Hallucination Analysis in RAG Systems Using Attribution Graphs

Retrieval-Augmented Generation (RAG) systems are a crucial component of modern applications built on large language models (LLMs). However, these systems face a critical challenge: hallucinations—instances in which a model generates information not grounded in the retrieved knowledge base. This issue is particularly problematic in domains requiring high factual accuracy.

Traditional hallucination detection methods in RAG systems include semantic validation and entity verification. Yet, such approaches are limited to surface-level analysis and fail to account for the underlying mechanisms of LLM computation.

Recent advances in mechanistic interpretability, particularly Anthropic’s development of Circuit Tracing, have opened new opportunities for analyzing the internal computations of LLMs. Circuit Tracing builds attribution graphs that represent the influence of features (neurons) on one another, enabling researchers to trace intermediate computational steps leading to model outputs. In this study, we analyze attribution graphs to identify hallucination-related patterns within RAG systems.

Introduction

Sparse Autoencoders and Transcoders

Sparse Autoencoders (SAEs) decompose activations of deep learning models into interpretable, human-readable features, allowing researchers to examine the internal representations of transformer models. SAEs map activations into a sparse multidimensional latent space, reconstructed under a sparsity penalty that encourages activation of only a limited set of features (neurons).

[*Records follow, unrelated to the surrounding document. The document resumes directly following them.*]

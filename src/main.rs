//! CLI entry point for spacetraveling

use anyhow::Result;
use clap::{Parser, Subcommand};
use std::path::PathBuf;
use tracing_subscriber::{layer::SubscriberExt, util::SubscriberInitExt};

#[derive(Parser)]
#[command(name = "spacetraveling")]
#[command(version)]
#[command(about = "A static blog front-end for posts stored in Prismic", long_about = None)]
struct Cli {
    /// Set the base directory (defaults to current directory)
    #[arg(short, long, global = true)]
    cwd: Option<PathBuf>,

    /// Enable debug output
    #[arg(short, long, global = true)]
    debug: bool,

    #[command(subcommand)]
    command: Commands,
}

#[derive(Subcommand)]
enum Commands {
    /// Generate the listing and the most recent posts
    #[command(alias = "g")]
    Generate,

    /// Start the blog server
    #[command(alias = "s")]
    Server {
        /// Port to listen on
        #[arg(short, long, default_value = "3000")]
        port: u16,

        /// IP address to bind to
        #[arg(short, long, default_value = "localhost")]
        ip: String,

        /// Serve the existing public folder without generating first
        #[arg(long)]
        skip_generate: bool,
    },

    /// Clean the public folder
    Clean,

    /// List every post of the repository
    List,

    /// Display version information
    Version,
}

#[tokio::main]
async fn main() -> Result<()> {
    let cli = Cli::parse();

    // Initialize logging
    let filter = if cli.debug {
        "spacetraveling=debug,info"
    } else {
        "spacetraveling=info"
    };

    tracing_subscriber::registry()
        .with(
            tracing_subscriber::EnvFilter::try_from_default_env().unwrap_or_else(|_| filter.into()),
        )
        .with(tracing_subscriber::fmt::layer())
        .init();

    // Determine base directory
    let base_dir = match cli.cwd {
        Some(dir) => dir,
        None => std::env::current_dir()?,
    };

    match cli.command {
        Commands::Generate => {
            let site = spacetraveling::Site::new(&base_dir)?;
            tracing::info!("Generating static files...");
            site.generate().await?;
            println!("Generated successfully!");
        }

        Commands::Server {
            port,
            ip,
            skip_generate,
        } => {
            let site = spacetraveling::Site::new(&base_dir)?;

            if !skip_generate {
                tracing::info!("Generating static files...");
                site.generate().await?;
            }

            tracing::info!("Starting server at http://{}:{}", ip, port);
            spacetraveling::server::start(&site, &ip, port).await?;
        }

        Commands::Clean => {
            let site = spacetraveling::Site::new(&base_dir)?;
            tracing::info!("Cleaning public folder...");
            site.clean()?;
            println!("Cleaned successfully!");
        }

        Commands::List => {
            let site = spacetraveling::Site::new(&base_dir)?;
            spacetraveling::commands::list::run(&site).await?;
        }

        Commands::Version => {
            println!("spacetraveling version {}", env!("CARGO_PKG_VERSION"));
        }
    }

    Ok(())
}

Subsequent research extended SAEs into transcoders, trained to reconstruct the output of one neural component from its input. Cross-Layer Transcoders (CLTs) are advanced transcoder architectures that model feature interactions across multiple layers of the network.

1_Statistical methods — rely on numerical confidence scores such as perplexity (the degree to which a probability distribution predicts a sample) and uncertainty estimates (standard deviation under all influencing factors). While computationally efficient, these methods often lack the granularity required for precise hallucination detection.

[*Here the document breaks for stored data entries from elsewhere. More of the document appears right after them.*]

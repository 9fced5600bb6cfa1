//! Home page listing: first page at build time, further pages on demand

use crate::config::PrismicConfig;
use crate::content::schema::{PostSummaryData, POST_TYPE, SUMMARY_FIELDS};
use crate::content::{summarize, PostPagination};
use crate::prismic::{Client, CmsError, Query, SearchResponse};

/// Query for the first listing page, optionally against a preview ref
pub fn listing_query(config: &PrismicConfig, preview_ref: Option<&str>) -> Query {
    Query::of_type(POST_TYPE)
        .page_size(config.page_size)
        .fetch(SUMMARY_FIELDS)
        .with_ref(preview_ref)
}

/// Fetch the first listing page
pub async fn fetch_initial(
    client: &Client,
    config: &PrismicConfig,
    preview_ref: Option<&str>,
) -> Result<PostPagination, CmsError> {
    let response = client.query(&listing_query(config, preview_ref)).await?;
    let page = to_pagination(&response);
    tracing::info!(
        "Fetched {} posts (more: {})",
        page.results.len(),
        page.has_more()
    );
    Ok(page)
}

/// Fetch the page behind a `next_page` URL
pub async fn fetch_next(client: &Client, url: &str) -> Result<PostPagination, CmsError> {
    let response = client.fetch_page(url).await?;
    Ok(to_pagination(&response))
}

/// Fetch the next page and return `current` with it appended
///
/// Without a `next_page` nothing is requested and `current` comes back
/// unchanged. On failure `current` is untouched.
pub async fn load_more(
    client: &Client,
    current: &PostPagination,
) -> Result<PostPagination, CmsError> {
    let Some(url) = current.next_page.as_deref() else {
        return Ok(current.clone());
    };
    let next = fetch_next(client, url).await?;
    Ok(current.clone().append(next))
}

/// Walk every listing page
pub async fn fetch_all(
    client: &Client,
    config: &PrismicConfig,
) -> Result<PostPagination, CmsError> {
    let mut listing = fetch_initial(client, config, None).await?;
    while listing.has_more() {
        listing = load_more(client, &listing).await?;
    }
    Ok(listing)
}

fn to_pagination(response: &SearchResponse) -> PostPagination {
    PostPagination {
        next_page: response.next_page.clone(),
        results: response
            .decode_results::<PostSummaryData>()
            .into_iter()
            .filter_map(summarize)
            .collect(),
    }
}
use gloo_net::http::Request;
use thiserror::Error;

use crate::model::Person;

#[derive(Debug, Error, Clone, PartialEq)]
pub enum FetchError {
    #[error("network error: {0}")]
    Network(String),
    #[error("server answered HTTP {0}")]
    Status(u16),
    #[error("could not decode people: {0}")]
    Decode(String),
}

/// Fetches the full people list.
pub async fn get_people(url: &str) -> Result<Vec<Person>, FetchError> {
    let resp = Request::get(url)
        .send()
        .await
        .map_err(|e| FetchError::Network(e.to_string()))?;

    if !resp.ok() {
        return Err(FetchError::Status(resp.status()));
    }

    let body = resp
        .text()
        .await
        .map_err(|e| FetchError::Network(e.to_string()))?;
    parse_people(&body)
}

pub fn parse_people(body: &str) -> Result<Vec<Person>, FetchError> {
    serde_json::from_str(body).map_err(|e| FetchError::Decode(e.to_string()))
}

#[cfg(test)]
mod tests {
    use super::*;

    #[test]
    fn parses_list_in_order() {
        let body = r#"[
            { "slug": "b", "name": "Bob", "sex": "m", "motherName": "Alice" },
            { "slug": "a", "name": "Alice", "sex": "f", "motherName": null }
        ]"#;

        let people = parse_people(body).unwrap();
        let slugs: Vec<&str> = people.iter().map(|p| p.slug.as_str()).collect();
        assert_eq!(slugs, ["b", "a"]);
    }

    #[test]
    fn empty_list_is_ok() {
        assert!(parse_people("[]").unwrap().is_empty());
    }

    #[test]
    fn non_list_body_is_decode_error() {
        let err = parse_people(r#"{ "people": [] }"#).unwrap_err();
        assert!(matches!(err, FetchError::Decode(_)));
    }

    #[test]
    fn errors_render_readably() {
        assert_eq!(FetchError::Status(404).to_string(), "server answered HTTP 404");
    }
}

2_Model-based methods — employ secondary LLMs to evaluate response quality. However, these approaches inherit the same hallucination risks from the auxiliary models they depend on.

3_Retrieval-based methods — assess the alignment between the generated response and retrieved context, computing direct correlations between model outputs and selected knowledge sources.

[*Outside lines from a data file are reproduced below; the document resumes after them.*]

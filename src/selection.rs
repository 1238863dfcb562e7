use std::rc::Rc;

use yew::prelude::*;

/// Slug of the highlighted row, if any.
#[derive(Debug, Clone, PartialEq, Eq, Default)]
pub struct Selection(Option<String>);

impl Selection {
    pub fn seeded(route_slug: Option<&str>) -> Self {
        Self(route_slug.map(str::to_string))
    }

    /// Route changes win over local clicks. A route without a slug leaves the
    /// current highlight alone.
    pub fn follow_route(&mut self, route_slug: Option<&str>) {
        if let Some(slug) = route_slug {
            self.0 = Some(slug.to_string());
        }
    }

    pub fn select(&mut self, slug: &str) {
        self.0 = Some(slug.to_string());
    }

    pub fn is_selected(&self, slug: &str) -> bool {
        self.0.as_deref() == Some(slug)
    }
}

pub enum SelectionAction {
    RouteChanged(Option<String>),
    Clicked(String),
}

impl Reducible for Selection {
    type Action = SelectionAction;

    fn reduce(self: Rc<Self>, action: SelectionAction) -> Rc<Self> {
        let mut next = (*self).clone();
        match action {
            SelectionAction::RouteChanged(route_slug) => next.follow_route(route_slug.as_deref()),
            SelectionAction::Clicked(slug) => next.select(&slug),
        }
        Rc::new(next)
    }
}

/// Tracks the highlighted row. Seeded from and re-synced to `route_slug`;
/// the returned callback overrides it locally without touching the route.
#[hook]
pub fn use_selection(route_slug: Option<String>) -> (Selection, Callback<String>) {
    let selection = {
        let seed = route_slug.clone();
        use_reducer_eq(move || Selection::seeded(seed.as_deref()))
    };

    {
        let dispatcher = selection.dispatcher();
        use_effect_with(route_slug, move |route_slug| {
            dispatcher.dispatch(SelectionAction::RouteChanged(route_slug.clone()));
            || ()
        });
    }

    let on_select = {
        let dispatcher = selection.dispatcher();
        Callback::from(move |slug: String| dispatcher.dispatch(SelectionAction::Clicked(slug)))
    };

    ((*selection).clone(), on_select)
}
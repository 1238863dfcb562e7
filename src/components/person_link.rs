use yew::prelude::*;

use crate::model::Person;
use crate::route::person_href;

#[derive(Properties, PartialEq)]
pub struct PersonLinkProps {
    pub person: Person,
}

/// Name linking to the person's route; women are shown in red.
#[function_component(PersonLink)]
pub fn person_link(props: &PersonLinkProps) -> Html {
    let person = &props.person;
    let class = classes!(person.is_female().then_some("has-text-danger"));

    html! {
        <a href={person_href(&person.slug)} {class}>{ person.name.clone() }</a>
    }
}
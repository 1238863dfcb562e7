use std::collections::HashMap;

use crate::model::{PeopleList, Person};

/// What a mother/father cell shows.
#[derive(Debug, Clone, Copy, PartialEq, Eq)]
pub enum ParentRef<'a> {
    /// No parent recorded; rendered as "-".
    Missing,
    /// Parent is in the loaded list; rendered as a link.
    Known(&'a Person),
    /// Parent name with no matching person; rendered as plain text.
    Unknown(&'a str),
}

/// Name -> person lookup over a loaded list.
///
/// Names are not unique; the first person with a given name wins, same as a
/// front-to-back scan would.
#[derive(Debug, Clone, PartialEq, Default)]
pub struct ParentIndex {
    people: Option<PeopleList>,
    by_name: HashMap<String, usize>,
}

impl ParentIndex {
    pub fn build(people: &PeopleList) -> Self {
        let mut by_name = HashMap::with_capacity(people.len());
        for (i, p) in people.iter().enumerate() {
            by_name.entry(p.name.clone()).or_insert(i);
        }
        Self {
            people: Some(people.clone()),
            by_name,
        }
    }

    pub fn resolve<'a>(&'a self, parent_name: Option<&'a str>) -> ParentRef<'a> {
        let name = match parent_name {
            Some(n) if !n.is_empty() => n,
            _ => return ParentRef::Missing,
        };

        self.by_name
            .get(name)
            .and_then(|&i| self.people.as_ref()?.get(i))
            .map_or(ParentRef::Unknown(name), ParentRef::Known)
    }
}
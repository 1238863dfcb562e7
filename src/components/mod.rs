mod loader;
mod people_page;
mod people_table;
mod person_link;

pub use loader::Loader;
pub use people_page::PeoplePage;
pub use people_table::PeopleTable;
pub use person_link::PersonLink;
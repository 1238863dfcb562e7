use crate::load::LoadState;

/// Which blocks of the people page are on screen for a given load state.
///
/// The error and "no people" messages are independent of each other; both
/// can show at once.
#[derive(Debug, Clone, Copy, PartialEq, Eq, Default)]
pub struct DisplayFlags {
    pub loader: bool,
    pub error_message: bool,
    pub empty_message: bool,
    pub table: bool,
}

impl DisplayFlags {
    pub fn from_state(state: &LoadState) -> Self {
        let loaded_empty = state.people.as_ref().is_some_and(|p| p.is_empty());
        let empty_message = !state.loading && loaded_empty;

        Self {
            loader: state.loading,
            error_message: state.error,
            empty_message,
            table: !state.loading && !empty_message,
        }
    }
}

#[cfg(test)]
mod tests {
    use std::rc::Rc;

    use super::*;
    use crate::model::Person;

    fn loaded(people: Vec<Person>) -> LoadState {
        LoadState::default().started().loaded(people)
    }

    #[test]
    fn loading_shows_only_loader() {
        let flags = DisplayFlags::from_state(&LoadState::default().started());
        assert_eq!(
            flags,
            DisplayFlags {
                loader: true,
                ..Default::default()
            }
        );
    }

    #[test]
    fn empty_list_hides_table() {
        let flags = DisplayFlags::from_state(&loaded(vec![]));
        assert!(flags.empty_message);
        assert!(!flags.table);
        assert!(!flags.error_message);
        assert!(!flags.loader);
    }

    #[test]
    fn loaded_list_shows_table() {
        let p = Person {
            slug: "a".into(),
            name: "Alice".into(),
            sex: "f".into(),
            born: Some(1900),
            died: None,
            mother_name: None,
            father_name: None,
        };
        let flags = DisplayFlags::from_state(&loaded(vec![p]));
        assert!(flags.table);
        assert!(!flags.empty_message);
    }

    #[test]
    fn failure_shows_error_and_keeps_table_governed_by_loading() {
        let flags = DisplayFlags::from_state(&LoadState::default().started().failed());
        assert!(flags.error_message);
        assert!(!flags.loader);
        assert!(!flags.empty_message);
        assert!(flags.table);
    }

    #[test]
    fn error_and_empty_messages_can_coexist() {
        let state = LoadState {
            loading: false,
            error: true,
            people: Some(Rc::new(vec![])),
        };
        let flags = DisplayFlags::from_state(&state);
        assert!(flags.error_message);
        assert!(flags.empty_message);
    }
}
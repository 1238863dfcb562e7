use std::cell::Cell;
use std::rc::Rc;

use gloo::console::{error, log};
use wasm_bindgen_futures::spawn_local;
use yew::prelude::*;

use crate::api::{self, FetchError};
use crate::model::{PeopleList, Person};

/// Loading/error flags plus whatever list has been loaded so far.
#[derive(Debug, Clone, PartialEq, Default)]
pub struct LoadState {
    pub loading: bool,
    pub error: bool,
    pub people: Option<PeopleList>,
}

#[derive(Debug, PartialEq)]
pub enum LoadAction {
    Started,
    Loaded(Vec<Person>),
    Failed,
}

impl LoadState {
    pub fn started(&self) -> Self {
        Self {
            loading: true,
            error: false,
            people: self.people.clone(),
        }
    }

    pub fn loaded(&self, people: Vec<Person>) -> Self {
        Self {
            loading: false,
            error: false,
            people: Some(Rc::new(people)),
        }
    }

    // Keeps any previously loaded list.
    pub fn failed(&self) -> Self {
        Self {
            loading: false,
            error: true,
            people: self.people.clone(),
        }
    }
}

impl Reducible for LoadState {
    type Action = LoadAction;

    fn reduce(self: Rc<Self>, action: LoadAction) -> Rc<Self> {
        Rc::new(match action {
            LoadAction::Started => self.started(),
            LoadAction::Loaded(people) => self.loaded(people),
            LoadAction::Failed => self.failed(),
        })
    }
}

/// Turns a finished fetch into the action to apply, or `None` when the page
/// is already gone.
pub fn settle(alive: bool, result: Result<Vec<Person>, FetchError>) -> Option<LoadAction> {
    if !alive {
        return None;
    }
    Some(match result {
        Ok(people) => LoadAction::Loaded(people),
        Err(_) => LoadAction::Failed,
    })
}

/// Fetches the people list once on mount.
///
/// A response that lands after the caller unmounted is dropped instead of
/// being applied.
#[hook]
pub fn use_people(api_url: String) -> LoadState {
    let state = use_reducer(LoadState::default);

    {
        let dispatcher = state.dispatcher();
        use_effect_with((), move |_| {
            let alive = Rc::new(Cell::new(true));

            dispatcher.dispatch(LoadAction::Started);
            log!(format!("Fetching people from {api_url}"));

            {
                let alive = alive.clone();
                spawn_local(async move {
                    let result = api::get_people(&api_url).await;

                    match &result {
                        Ok(people) => log!(format!("Loaded {} people", people.len())),
                        Err(e) => error!(format!("Failed to load people: {e}")),
                    }

                    match settle(alive.get(), result) {
                        Some(action) => dispatcher.dispatch(action),
                        None => log!("People page closed before the response arrived; discarding it."),
                    }
                });
            }

            move || alive.set(false)
        });
    }

    (*state).clone()
}
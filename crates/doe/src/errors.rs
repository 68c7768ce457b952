use thiserror::Error;

/// A result type for Morris sampling
pub type Result<T> = std::result::Result<T, MorrisError>;

/// An error when generating or selecting Morris trajectories
#[derive(Error, Debug, Clone, PartialEq, Eq)]
pub enum MorrisError {
    /// When a sampling parameter is invalid (levels, grid jump, number of trajectories...)
    #[error("InvalidValue error: {0}")]
    InvalidValueError(String),
    /// When the group assignment does not match the number of input factors
    #[error("Invalid groups: {0}")]
    InvalidGroupsError(String),
    /// When a sample given to the trajectory selection is not scaled within [0, 1]
    #[error("Out of range: {0}")]
    OutOfRangeError(String),
    /// When a generated trajectory leaves the unit hypercube.
    /// This is a defect in the step or base point computation, not a user error.
    #[error("Trajectory out of bounds: {0}")]
    TrajectoryBoundsError(String),
    /// When the number of combinations C(n, k) cannot be enumerated
    #[error("Too many combinations of {1} trajectories among {0}")]
    TooManyCombinations(usize, usize),
}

4_Information-theoretic methods — employ heuristic probabilistic measures that analyze token-level distances and output distributions in vector space.

Related Work

RAG systems typically adopt binary classification schemes, which fail to capture the full variability and complexity of hallucinations, particularly when hallucinatory segments are embedded within otherwise valid responses. Moreover, most classifiers operate post hoc, without analyzing the internal mechanisms engaged during generation.

Larger classifiers with more parameters can detect richer hallucination patterns, but they often require multiple forward passes of the LLM, limiting scalability.

Limitations
in Hallucination Detection

Circuit Tracing is a methodology of mechanistic interpretability that linearizes transformer computations and constructs attribution graphs.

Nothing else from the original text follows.